In August of 1998 we adopted two beautiful children, ages 6 and 7, from another state. Since we already had a birth child, age 5, we were now blessed with three children.
Although we were told the boy (I will call him John) had ADHD, we really didn't know what that entailed. And nobody told us the girl (I will call her Mary) had ADD, because nobody knew. She seemed like a model child with no behavioral issues whatsoever. Yet by October we realized both kids shared a serious neurological disorder that evoked completely different symptoms in the two siblings. And by late December we were convinced both children would eventually improve with diet therapy. But we didn't know that "eventually" was measured in years, rather than months.

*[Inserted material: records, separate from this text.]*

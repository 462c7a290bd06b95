//! Tunables for the racing simulation
//!
//! All gameplay constants live here so the world can be built from a single
//! `SimConfig`, either with the defaults or with values taken from the CLI and
//! from loaded sprite metadata.

use anyhow::{bail, Result};
use log::warn;
use std::ops::RangeInclusive;

use super::types::SpriteSize;

/// Playfield dimensions in pixels
pub const FIELD_WIDTH: f32 = 480.0;
pub const FIELD_HEIGHT: f32 = 640.0;

/// Fixed simulation tick rate
pub const TICK_RATE_HZ: u32 = 30;

/// Player movement per frame per held direction, also the scenery scroll speed
pub const CAR_SPEED: f32 = 2.0;

/// Number of oncoming vehicles
pub const VEHICLE_COUNT: usize = 6;

/// Oncoming vehicle speed in pixels per frame
pub const VEHICLE_MIN_SPEED: u32 = 6;
pub const VEHICLE_MAX_SPEED: u32 = 10;

/// Tree count is rolled once at startup from this range
pub const TREE_MIN_COUNT: usize = 10;
pub const TREE_MAX_COUNT: usize = 18;

pub const STARTING_LIVES: i32 = 3;

/// Reaching a score above this wins the game
pub const WIN_SCORE_THRESHOLD: u32 = 999;

/// The post-collision nudge moves the player up by `player_height - NUDGE_MARGIN`
pub const NUDGE_MARGIN: f32 = 10.0;

/// Seconds of invulnerability after a hit
pub const VULNERABILITY_WINDOW_SECS: f32 = 1.0;

/// Seconds of survival per point
pub const SCORE_INTERVAL_SECS: f32 = 1.0;

/// Frames in the traffic sprite sheet (one per vehicle)
pub const TRAFFIC_SHEET_FRAMES: u32 = 6;

/// Frames in the tree sprite sheet
pub const TREE_SHEET_FRAMES: u32 = 3;

/// Default sprite sizes, used when no image metadata is available (headless)
pub const PLAYER_SPRITE: SpriteSize = SpriteSize::new(16.0, 24.0);
pub const TRAFFIC_SHEET: SpriteSize = SpriteSize::new(96.0, 24.0);
pub const TREE_SHEET: SpriteSize = SpriteSize::new(144.0, 48.0);

/// Complete configuration for a `SimWorld`
#[derive(Debug, Clone, PartialEq)]
pub struct SimConfig {
    pub field_width: f32,
    pub field_height: f32,
    pub tick_rate_hz: u32,
    pub car_speed: f32,
    pub vehicle_count: usize,
    pub vehicle_speed: RangeInclusive<u32>,
    pub tree_count: RangeInclusive<usize>,
    pub starting_lives: i32,
    pub win_score_threshold: u32,
    pub nudge_margin: f32,
    pub vulnerability_window_secs: f32,
    pub score_interval_secs: f32,
    pub player_sprite: SpriteSize,
    pub traffic_sheet: SpriteSize,
    pub tree_sheet: SpriteSize,
}

impl Default for SimConfig {
    fn default() -> Self {
        Self {
            field_width: FIELD_WIDTH,
            field_height: FIELD_HEIGHT,
            tick_rate_hz: TICK_RATE_HZ,
            car_speed: CAR_SPEED,
            vehicle_count: VEHICLE_COUNT,
            vehicle_speed: VEHICLE_MIN_SPEED..=VEHICLE_MAX_SPEED,
            tree_count: TREE_MIN_COUNT..=TREE_MAX_COUNT,
            starting_lives: STARTING_LIVES,
            win_score_threshold: WIN_SCORE_THRESHOLD,
            nudge_margin: NUDGE_MARGIN,
            vulnerability_window_secs: VULNERABILITY_WINDOW_SECS,
            score_interval_secs: SCORE_INTERVAL_SECS,
            player_sprite: PLAYER_SPRITE,
            traffic_sheet: TRAFFIC_SHEET,
            tree_sheet: TREE_SHEET,
        }
    }
}

impl SimConfig {
    /// Duration of one simulation tick in seconds
    pub fn tick_secs(&self) -> f32 {
        1.0 / self.tick_rate_hz as f32
    }

    /// Size of a single vehicle frame within the traffic sheet
    pub fn vehicle_sprite(&self) -> SpriteSize {
        SpriteSize::new(
            self.traffic_sheet.width / TRAFFIC_SHEET_FRAMES as f32,
            self.traffic_sheet.height,
        )
    }

    /// Size of a single tree frame within the tree sheet
    pub fn tree_sprite(&self) -> SpriteSize {
        SpriteSize::new(
            self.tree_sheet.width / TREE_SHEET_FRAMES as f32,
            self.tree_sheet.height,
        )
    }

    /// Replace the sprite sizes with dimensions read from loaded images
    pub fn with_sprites(
        mut self,
        player_sprite: SpriteSize,
        traffic_sheet: SpriteSize,
        tree_sheet: SpriteSize,
    ) -> Self {
        self.player_sprite = player_sprite;
        self.traffic_sheet = traffic_sheet;
        self.tree_sheet = tree_sheet;
        self
    }

    /// Reject configurations the simulation cannot run with
    pub fn validate(&self) -> Result<()> {
        if self.field_width <= 0.0 || self.field_height <= 0.0 {
            bail!(
                "Field must have a positive size, got {}x{}",
                self.field_width,
                self.field_height
            );
        }
        if self.tick_rate_hz == 0 {
            bail!("Tick rate must be at least 1 Hz");
        }
        if self.vehicle_count == 0 {
            bail!("At least one vehicle is required");
        }
        if self.vehicle_speed.is_empty() {
            bail!("Vehicle speed range {:?} is empty", self.vehicle_speed);
        }
        if self.tree_count.is_empty() {
            bail!("Tree count range {:?} is empty", self.tree_count);
        }
        for (name, sprite) in [
            ("player", self.player_sprite),
            ("traffic sheet", self.traffic_sheet),
            ("tree sheet", self.tree_sheet),
        ] {
            if sprite.width <= 0.0 || sprite.height <= 0.0 {
                bail!("Sprite '{}' has no area: {:?}", name, sprite);
            }
        }
        if self.player_sprite.height <= self.nudge_margin {
            // The nudge would push the player down instead of up
            warn!(
                "Player sprite height {} does not exceed the nudge margin {}",
                self.player_sprite.height, self.nudge_margin
            );
        }
        Ok(())
    }
}
//! Roadside trees. Purely decorative: they never collide and never score.

use rand::Rng;

use super::config::{SimConfig, TREE_SHEET_FRAMES};
use super::types::Position;

#[derive(Debug, Clone)]
pub struct Tree {
    pub position: Position,

    /// Frame of the tree sheet
    pub variant: usize,
}

#[derive(Debug, Clone)]
pub struct SceneryField {
    pub trees: Vec<Tree>,
    field_height: f32,
    wrap_y: f32,
    scroll_speed: f32,
}

impl SceneryField {
    /// Scatter a random number of trees over the two verges.
    ///
    /// The first half goes in the left third of the field, the rest in the right third.
    pub fn new<R: Rng>(config: &SimConfig, rng: &mut R) -> Self {
        let count = rng.random_range(config.tree_count.clone());
        let width = config.field_width.max(1.0) as i32;
        let height = config.field_height.max(0.0) as i32;

        let trees = (0..count)
            .map(|i| {
                let x = if i < count / 2 {
                    rng.random_range(1..=(width / 3).max(1))
                } else {
                    rng.random_range((2 * width / 3)..=width)
                };
                let y = rng.random_range(0..=height);
                Tree {
                    position: Position::new(x as f32, y as f32),
                    variant: i % TREE_SHEET_FRAMES as usize,
                }
            })
            .collect();

        Self {
            trees,
            field_height: config.field_height,
            wrap_y: -config.tree_sheet.height,
            scroll_speed: config.car_speed,
        }
    }

    /// Scroll every tree down one frame, wrapping those past the bottom back to the top
    pub fn advance(&mut self) {
        for tree in &mut self.trees {
            tree.position.y += self.scroll_speed;
            if tree.position.y > self.field_height {
                tree.position.y = self.wrap_y;
            }
        }
    }
}
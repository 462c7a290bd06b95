//! Core types for the racing simulation
//!
//! These are standalone types that don't depend on Bevy. All coordinates are
//! screen space: origin at the top-left corner of the field, y growing downward.

use std::fmt;

/// A 2D position on the playfield
#[derive(Debug, Clone, Copy, PartialEq, Default)]
pub struct Position {
    pub x: f32,
    pub y: f32,
}

impl Position {
    pub const fn new(x: f32, y: f32) -> Self {
        Self { x, y }
    }
}

/// Width and height of a sprite or sprite sheet in pixels
#[derive(Debug, Clone, Copy, PartialEq)]
pub struct SpriteSize {
    pub width: f32,
    pub height: f32,
}

impl SpriteSize {
    pub const fn new(width: f32, height: f32) -> Self {
        Self { width, height }
    }
}

/// An axis-aligned rectangle
#[derive(Debug, Clone, Copy, PartialEq)]
pub struct Rect {
    pub x: f32,
    pub y: f32,
    pub width: f32,
    pub height: f32,
}

impl Rect {
    pub const fn new(x: f32, y: f32, width: f32, height: f32) -> Self {
        Self {
            x,
            y,
            width,
            height,
        }
    }

    /// Rectangle covering a sprite placed at `position`
    pub fn at(position: Position, size: SpriteSize) -> Self {
        Self::new(position.x, position.y, size.width, size.height)
    }

    /// Strict intersection test: rectangles that only share an edge do not overlap
    pub fn overlaps(&self, other: &Rect) -> bool {
        self.x < other.x + other.width
            && self.x + self.width > other.x
            && self.y < other.y + other.height
            && self.y + self.height > other.y
    }
}

/// One of the three traffic lanes
#[derive(Debug, Clone, Copy, PartialEq, Eq, Hash)]
pub enum Lane {
    Left,
    Center,
    Right,
}

impl Lane {
    pub const ALL: [Lane; 3] = [Lane::Left, Lane::Center, Lane::Right];

    /// Lane number as shown to players, 1 to 3 from left to right
    pub fn number(self) -> u8 {
        match self {
            Lane::Left => 1,
            Lane::Center => 2,
            Lane::Right => 3,
        }
    }

    pub fn from_number(number: u8) -> Option<Lane> {
        match number {
            1 => Some(Lane::Left),
            2 => Some(Lane::Center),
            3 => Some(Lane::Right),
            _ => None,
        }
    }

    /// X coordinate of a sprite of width `sprite_width` centered in this lane
    pub fn sprite_x(self, field_width: f32, sprite_width: f32) -> f32 {
        let half = sprite_width / 2.0;
        match self {
            Lane::Left => field_width / 3.0 + field_width / 18.0 - half,
            Lane::Center => field_width / 2.0 - half,
            Lane::Right => field_width * 2.0 / 3.0 - field_width / 18.0 - half,
        }
    }
}

impl fmt::Display for Lane {
    fn fmt(&self, f: &mut fmt::Formatter<'_>) -> fmt::Result {
        write!(f, "lane {}", self.number())
    }
}

/// Directions held by the player during one frame
///
/// Opposite directions may be held at once; they cancel out when applied.
#[derive(Debug, Clone, Copy, PartialEq, Eq, Default, Hash)]
pub struct InputVector(u8);

impl InputVector {
    pub const NONE: InputVector = InputVector(0);
    pub const LEFT: InputVector = InputVector(0b0001);
    pub const RIGHT: InputVector = InputVector(0b0010);
    pub const UP: InputVector = InputVector(0b0100);
    pub const DOWN: InputVector = InputVector(0b1000);

    pub fn with(self, other: InputVector) -> InputVector {
        InputVector(self.0 | other.0)
    }

    pub fn set(&mut self, other: InputVector, held: bool) {
        if held {
            self.0 |= other.0;
        } else {
            self.0 &= !other.0;
        }
    }

    pub fn contains(self, other: InputVector) -> bool {
        self.0 & other.0 == other.0
    }

    pub fn is_empty(self) -> bool {
        self.0 == 0
    }

    pub fn left(self) -> bool {
        self.contains(InputVector::LEFT)
    }

    pub fn right(self) -> bool {
        self.contains(InputVector::RIGHT)
    }

    pub fn up(self) -> bool {
        self.contains(InputVector::UP)
    }

    pub fn down(self) -> bool {
        self.contains(InputVector::DOWN)
    }

    /// Per-axis unit steps, with y pointing down the screen
    pub fn axes(self) -> (f32, f32) {
        let mut dx = 0.0;
        let mut dy = 0.0;
        if self.left() {
            dx -= 1.0;
        }
        if self.right() {
            dx += 1.0;
        }
        if self.up() {
            dy -= 1.0;
        }
        if self.down() {
            dy += 1.0;
        }
        (dx, dy)
    }
}

impl std::ops::BitOr for InputVector {
    type Output = InputVector;

    fn bitor(self, rhs: InputVector) -> InputVector {
        self.with(rhs)
    }
}

impl std::str::FromStr for InputVector {
    type Err = anyhow::Error;

    /// Parse a comma separated list such as `left,up`; `none` or an empty string holds nothing
    fn from_str(s: &str) -> Result<Self, Self::Err> {
        let mut input = InputVector::NONE;
        for part in s.split(',').map(str::trim).filter(|p| !p.is_empty()) {
            let direction = match part.to_ascii_lowercase().as_str() {
                "left" | "a" => InputVector::LEFT,
                "right" | "d" => InputVector::RIGHT,
                "up" | "w" => InputVector::UP,
                "down" | "s" => InputVector::DOWN,
                "none" => InputVector::NONE,
                other => anyhow::bail!("Unknown direction '{}'", other),
            };
            input = input | direction;
        }
        Ok(input)
    }
}
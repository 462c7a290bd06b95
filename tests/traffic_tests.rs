//! Traffic, lane geometry, collision boxes and scenery

use rand::rngs::StdRng;
use rand::SeedableRng;

use lane_racer::simulation::{
    CollisionJudge, GameState, InputVector, Lane, Position, Rect, SceneryField, SimConfig,
    SimWorld, SpriteSize, TrafficSimulator, FIELD_HEIGHT, FIELD_WIDTH, TREE_SHEET,
    VEHICLE_COUNT, VEHICLE_MAX_SPEED, VEHICLE_MIN_SPEED,
};

#[test]
fn test_lane_centers() {
    let width = 480.0;
    let sprite = 16.0;
    assert!((Lane::Left.sprite_x(width, sprite) - (160.0 + 480.0 / 18.0 - 8.0)).abs() < 1e-4);
    assert_eq!(Lane::Center.sprite_x(width, sprite), 232.0);
    assert!((Lane::Right.sprite_x(width, sprite) - (320.0 - 480.0 / 18.0 - 8.0)).abs() < 1e-4);
}

#[test]
fn test_lane_numbers_round_trip() {
    for lane in Lane::ALL {
        assert_eq!(Lane::from_number(lane.number()), Some(lane));
    }
    assert_eq!(Lane::from_number(0), None);
    assert_eq!(Lane::from_number(4), None);
}

#[test]
fn test_rect_overlap_is_strict() {
    let a = Rect::new(0.0, 0.0, 10.0, 10.0);
    assert!(a.overlaps(&Rect::new(5.0, 5.0, 10.0, 10.0)));
    assert!(a.overlaps(&Rect::new(2.0, 2.0, 2.0, 2.0)));
    // Shared edges do not count
    assert!(!a.overlaps(&Rect::new(10.0, 0.0, 10.0, 10.0)));
    assert!(!a.overlaps(&Rect::new(0.0, 10.0, 10.0, 10.0)));
    assert!(!a.overlaps(&Rect::new(20.0, 20.0, 1.0, 1.0)));
}

#[test]
fn test_initial_traffic_is_above_the_field() {
    let config = SimConfig::default();
    let mut rng = StdRng::seed_from_u64(3);
    let traffic = TrafficSimulator::new(&config, &mut rng);

    assert_eq!(traffic.vehicles.len(), VEHICLE_COUNT);
    for (index, vehicle) in traffic.vehicles.iter().enumerate() {
        assert_eq!(vehicle.sprite_index, index);
        assert!(vehicle.position.y <= -traffic.sprite().height);
        assert!(vehicle.position.y >= -FIELD_HEIGHT);
        assert!((VEHICLE_MIN_SPEED..=VEHICLE_MAX_SPEED).contains(&vehicle.speed));
        assert_eq!(vehicle.position.x, traffic.lane_x(vehicle.lane));
    }
}

#[test]
fn test_vehicle_hitbox_is_one_sheet_frame() {
    let config = SimConfig::default();
    let sprite = config.vehicle_sprite();
    assert_eq!(sprite, SpriteSize::new(16.0, 24.0));
}

#[test]
fn test_vehicle_moves_by_its_speed_per_frame() {
    let config = SimConfig::default();
    let mut rng = StdRng::seed_from_u64(5);
    let mut traffic = TrafficSimulator::new(&config, &mut rng);
    traffic.vehicles[0].position.y = 100.0;
    traffic.vehicles[0].speed = 7;

    traffic.advance(&mut rng);

    assert_eq!(traffic.vehicles[0].position.y, 107.0);
}

#[test]
fn test_vehicle_respawns_after_leaving_field() {
    let config = SimConfig::default();
    let mut rng = StdRng::seed_from_u64(11);
    let mut traffic = TrafficSimulator::new(&config, &mut rng);

    for _ in 0..50 {
        let vehicle = &mut traffic.vehicles[2];
        vehicle.position.y = FIELD_HEIGHT - 1.0;
        vehicle.speed = 6;

        let respawns = traffic.advance(&mut rng);

        let vehicle = &traffic.vehicles[2];
        assert!(respawns.iter().any(|r| r.vehicle == 2));
        assert_eq!(vehicle.position.y, -traffic.sprite().height);
        assert!((VEHICLE_MIN_SPEED..=VEHICLE_MAX_SPEED).contains(&vehicle.speed));
        assert!((1..=3).contains(&vehicle.lane.number()));
        assert_eq!(
            vehicle.position.x,
            vehicle.lane.sprite_x(FIELD_WIDTH, traffic.sprite().width)
        );
    }
}

#[test]
fn test_vehicle_at_field_bottom_does_not_respawn() {
    let config = SimConfig::default();
    let mut rng = StdRng::seed_from_u64(13);
    let mut traffic = TrafficSimulator::new(&config, &mut rng);
    traffic.vehicles[1].position.y = FIELD_HEIGHT - 6.0;
    traffic.vehicles[1].speed = 6;

    let respawns = traffic.advance(&mut rng);

    assert!(!respawns.iter().any(|r| r.vehicle == 1));
    assert_eq!(traffic.vehicles[1].position.y, FIELD_HEIGHT);
}

#[test]
fn test_respawns_use_every_lane_and_speed() {
    let config = SimConfig::default();
    let mut rng = StdRng::seed_from_u64(17);
    let mut traffic = TrafficSimulator::new(&config, &mut rng);
    let mut lanes = std::collections::HashSet::new();
    let mut speeds = std::collections::HashSet::new();

    for _ in 0..500 {
        traffic.vehicles[0].position.y = FIELD_HEIGHT;
        for respawn in traffic.advance(&mut rng) {
            lanes.insert(respawn.lane);
            speeds.insert(respawn.speed);
        }
    }

    assert_eq!(lanes.len(), 3);
    assert_eq!(speeds.len(), (VEHICLE_MAX_SPEED - VEHICLE_MIN_SPEED + 1) as usize);
}

#[test]
fn test_judge_nudges_once_per_overlapping_vehicle() {
    let config = SimConfig::default();
    let mut rng = StdRng::seed_from_u64(19);
    let mut traffic = TrafficSimulator::new(&config, &mut rng);
    let mut state = GameState::new(&config);
    let player = state.player.position;

    for vehicle in &mut traffic.vehicles {
        vehicle.position = Position::new(-500.0, -500.0);
    }
    // Two stacked vehicles: the first nudge moves the player into the second
    traffic.vehicles[0].position = player;
    traffic.vehicles[1].position = Position::new(player.x, player.y - 14.0);

    let contacts = CollisionJudge::new(config.nudge_margin).judge(&mut state, &traffic);

    assert_eq!(contacts.len(), 2);
    assert!(contacts[0].hit);
    assert!(!contacts[1].hit);
    assert_eq!(state.lives, config.starting_lives - 1);
    assert_eq!(state.player.position.y, player.y - 28.0);
}

#[test]
fn test_tree_placement() {
    let config = SimConfig::default();
    for seed in 0..20 {
        let mut rng = StdRng::seed_from_u64(seed);
        let scenery = SceneryField::new(&config, &mut rng);
        let count = scenery.trees.len();
        assert!(config.tree_count.contains(&count));

        for (i, tree) in scenery.trees.iter().enumerate() {
            if i < count / 2 {
                assert!(tree.position.x >= 1.0 && tree.position.x <= FIELD_WIDTH / 3.0);
            } else {
                assert!(tree.position.x >= FIELD_WIDTH * 2.0 / 3.0 && tree.position.x <= FIELD_WIDTH);
            }
            assert!(tree.position.y >= 0.0 && tree.position.y <= FIELD_HEIGHT);
            assert_eq!(tree.variant, i % 3);
        }
    }
}

#[test]
fn test_trees_scroll_and_wrap() {
    let config = SimConfig::default();
    let mut rng = StdRng::seed_from_u64(23);
    let mut scenery = SceneryField::new(&config, &mut rng);
    scenery.trees[0].position.y = 100.0;
    scenery.trees[1].position.y = FIELD_HEIGHT - 1.0;
    scenery.trees[2].position.y = FIELD_HEIGHT - 2.0;

    scenery.advance();

    assert_eq!(scenery.trees[0].position.y, 102.0);
    assert_eq!(scenery.trees[1].position.y, -TREE_SHEET.height);
    assert_eq!(scenery.trees[2].position.y, FIELD_HEIGHT);
}

#[test]
fn test_trees_never_collide() {
    let mut world = SimWorld::new_with_seed(29).expect("default config is valid");
    for vehicle in &mut world.traffic.vehicles {
        vehicle.position = Position::new(-1000.0, -100_000.0);
    }
    let tree = world.scenery.trees[0].position;
    world.state.player.position = Position::new(tree.x, tree.y + 2.0);

    world.tick(0.1, InputVector::NONE);

    assert_eq!(world.state.lives, world.config.starting_lives);
    assert!(world.state.player.vulnerable);
}

#[test]
fn test_config_validation() {
    assert!(SimConfig::default().validate().is_ok());

    let no_vehicles = SimConfig {
        vehicle_count: 0,
        ..SimConfig::default()
    };
    assert!(no_vehicles.validate().is_err());

    #[allow(clippy::reversed_empty_ranges)]
    let bad_speed = SimConfig {
        vehicle_speed: 10..=6,
        ..SimConfig::default()
    };
    assert!(bad_speed.validate().is_err());

    let no_ticks = SimConfig {
        tick_rate_hz: 0,
        ..SimConfig::default()
    };
    assert!(no_ticks.validate().is_err());
    assert!(SimWorld::with_config(no_ticks).is_err());
}

#[test]
fn test_input_vector_parsing() {
    let parsed: InputVector = "left, UP".parse().expect("valid directions");
    assert_eq!(parsed, InputVector::LEFT | InputVector::UP);
    assert!(parsed.left() && parsed.up());
    assert!(!parsed.right() && !parsed.down());

    let none: InputVector = "none".parse().expect("valid directions");
    assert!(none.is_empty());

    assert!("sideways".parse::<InputVector>().is_err());
}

Still, he was unmanageable - out of control. He broke three items per day, some trivial and some valuable. There was no malice or vandalism, we were simply living with Curious George incarnate. At the same time he often inflicted minor injuries on his sisters through reckless play. He was in constant motion, babbling loudly and incessantly from morning til night. Most of the time his speech exhibited the impediments of a child half his age: W replaced R and L, and the pitch was high and squeaky. I call this "Elmo-speak". Although he was always getting into trouble, often defiant, and sometimes violently oppositional, there were times when the sunshine of his kindness and intellect broke through the storm clouds of hyperactivity, rare glimpses of hope in an otherwise dark and tumultuous world.
Despite a series of parenting classes in two different states, our attempts at behavior modification were failing miserably. I finally realized he could not control his actions. Our battery of admonitions and time-out punishments accomplished nothing; they only served to pummel his already weakened self esteem. If we stayed this course for 6 more months, his gentle soul would be crushed between the studded wheels of his neurological juggernaut and the inflexible pavement of our rules and punishments.
One night, after an entire day of misbehavior and physical containment, this remarkably perceptive 6-year-old said, in a defeated voice, "Daddy, I'm trying so hard. But I'm very tired. I just want to go to sleep." Although he could not fully articulate, I was able to read between the lines. "I'm tired of always getting into trouble, tired of being the bad boy at school and at home, tired of hurting my sisters, tired of exploding into anger every time you ask me to do something, and tired of fighting you with my words and my fists, because I really do love you." As he began his pre-sleep rocking in his bed I started to cry, and could not stop. I too was tired. Tired of monitoring his every move from morning til night, tired of putting him in extended time-outs, tired of declaring rooms and activities off limits, tired of physically managing his tantrums, and tired of the steady stream of sincere apologies from his small, broken spirit. "Sorry I hit you Daddy. Sorry for all the things I did wrong today." His contrition was always genuine, because his actions were not his own. I borrowed a couple of tissues, told him I loved him, and left the room. I think he will always remember that night; I know I will.